Females have two X chromosomes and every child, male or female, has an equal, random chance of receiving one or the other of them. A female who has a copy of the premutation from her normal transmitting father can pass it on to her children. Most daughters who receive the premutation will show an increase in repeat number compared with their mother and, while most will show only the premutation, others will express the full mutation. Sons who inherit an X chromosome from a mother carrying a premutation are the principal group affected by fragile X syndrome since they are much more likely than females to have amplification to the full mutation. The probability of the full mutation is dependent upon the mother; those at the lower end of the premutation range, about 56–70 repeats, are less likely to have a son with the full mutation than those at the higher end with more than 100 repeats.
All males with the full mutation will experience significant symptoms. Some females with the full mutation will have symptoms of fragile X but, in general, the severity is less. Finally, there are individuals who cannot be assigned to these categories but have cells that vary regarding repeat size or the extent of methylation. The severity of their symptoms depends on the proportion of cells affected and the tissues involved.

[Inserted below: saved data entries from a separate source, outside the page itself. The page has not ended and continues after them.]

//! Snapshot publishing for the batch controller.
//!
//! The controller owns the only mutable [`BatchImportStatus`]. Each change
//! goes through [`StatusPublisher::update`], which bumps the version,
//! recomputes the derived fields and sends a clone on two channels:
//!
//! - a `broadcast` channel carrying every snapshot, for progress logs;
//! - a `watch` channel holding only the latest one, for pollers.
//!
//! Both channels close when the publisher is dropped.

use orgimport_core::batching::BatchImportStatus;
use tokio::sync::{broadcast, watch};
use tokio::time::Instant;

/// Default buffer capacity for the snapshot broadcast channel.
const DEFAULT_CAPACITY: usize = 256;

pub struct StatusPublisher {
    status: BatchImportStatus,
    started: Option<Instant>,
    events: broadcast::Sender<BatchImportStatus>,
    latest: watch::Sender<BatchImportStatus>,
}

impl StatusPublisher {
    pub fn new(status: BatchImportStatus) -> Self {
        Self::with_capacity(status, DEFAULT_CAPACITY)
    }

    /// Create a publisher with a specific broadcast capacity.
    ///
    /// Subscribers that fall further behind than `capacity` snapshots
    /// observe `RecvError::Lagged` and skip ahead.
    pub fn with_capacity(status: BatchImportStatus, capacity: usize) -> Self {
        let (events, _) = broadcast::channel(capacity.max(1));
        let (latest, _) = watch::channel(status.clone());
        Self {
            status,
            started: None,
            events,
            latest,
        }
    }

    /// Every snapshot published from now on.
    pub fn subscribe(&self) -> broadcast::Receiver<BatchImportStatus> {
        self.events.subscribe()
    }

    /// The most recent snapshot, updated in place.
    pub fn watch(&self) -> watch::Receiver<BatchImportStatus> {
        self.latest.subscribe()
    }

    pub fn status(&self) -> &BatchImportStatus {
        &self.status
    }

    /// Start the elapsed-time clock. Later calls keep the first start.
    pub fn start_clock(&mut self) {
        self.started.get_or_insert_with(Instant::now);
    }

    /// Apply `change` and publish the resulting snapshot.
    pub fn update(&mut self, change: impl FnOnce(&mut BatchImportStatus)) {
        change(&mut self.status);
        self.publish();
    }

    fn publish(&mut self) {
        let elapsed = self.started.map(|s| s.elapsed()).unwrap_or_default();
        self.status.version += 1;
        self.status.recompute(elapsed);

        // A send error only means there are no receivers right now.
        let _ = self.events.send(self.status.clone());
        self.latest.send_replace(self.status.clone());
    }

    /// Consume the publisher, returning the final snapshot. Dropping the
    /// senders closes every subscription.
    pub fn finish(self) -> BatchImportStatus {
        self.status
    }
}

#[cfg(test)]
mod tests {
    use super::*;
    use orgimport_core::batching::ControllerState;

    #[tokio::test]
    async fn update_bumps_version_and_reaches_both_channels() {
        let mut publisher = StatusPublisher::new(BatchImportStatus::new(10, 2));
        let mut events = publisher.subscribe();
        let latest = publisher.watch();

        publisher.start_clock();
        publisher.update(|s| {
            s.state = ControllerState::Running;
            s.processed = 4;
            s.succeeded = 4;
        });

        let snapshot = events.recv().await.unwrap();
        assert_eq!(snapshot.version, 1);
        assert_eq!(snapshot.processed, 4);
        assert_eq!(snapshot.progress, 0.4);
        assert_eq!(latest.borrow().version, 1);
    }

    #[tokio::test]
    async fn finishing_closes_subscriptions() {
        let mut publisher = StatusPublisher::new(BatchImportStatus::new(1, 1));
        let mut events = publisher.subscribe();
        let mut latest = publisher.watch();

        publisher.update(|s| s.state = ControllerState::Completed);
        assert_eq!(latest.borrow_and_update().version, 1);
        let last = publisher.finish();
        assert_eq!(last.version, 1);

        assert!(events.recv().await.is_ok());
        assert!(events.recv().await.is_err());
        assert!(latest.changed().await.is_err());
    }

    #[test]
    fn publishing_without_subscribers_is_fine() {
        let mut publisher = StatusPublisher::new(BatchImportStatus::new(0, 0));
        publisher.update(|s| s.is_complete = true);
        assert_eq!(publisher.status().progress, 1.0);
    }
}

The phenomenon of trinucleotide repeats is seen in several other human disorders. For example, a fragile site on chromosome 3 containing the gene FHIT (fragile histidine triad) is often altered in cells from tumors of patientswith lung cancer . Huntington disease, myotonic dystrophy and spinobulbar muscular atrophy or Kennedy disease are also associated with trinucleotide amplifications, although they differ from fragile X syndrome in that the amplification can occur in both sexes at each generation and is not associated with chromosome fragility. However, they are similar in that a threshold number of triplet repeats must be exceeded before symptoms of the disease appear.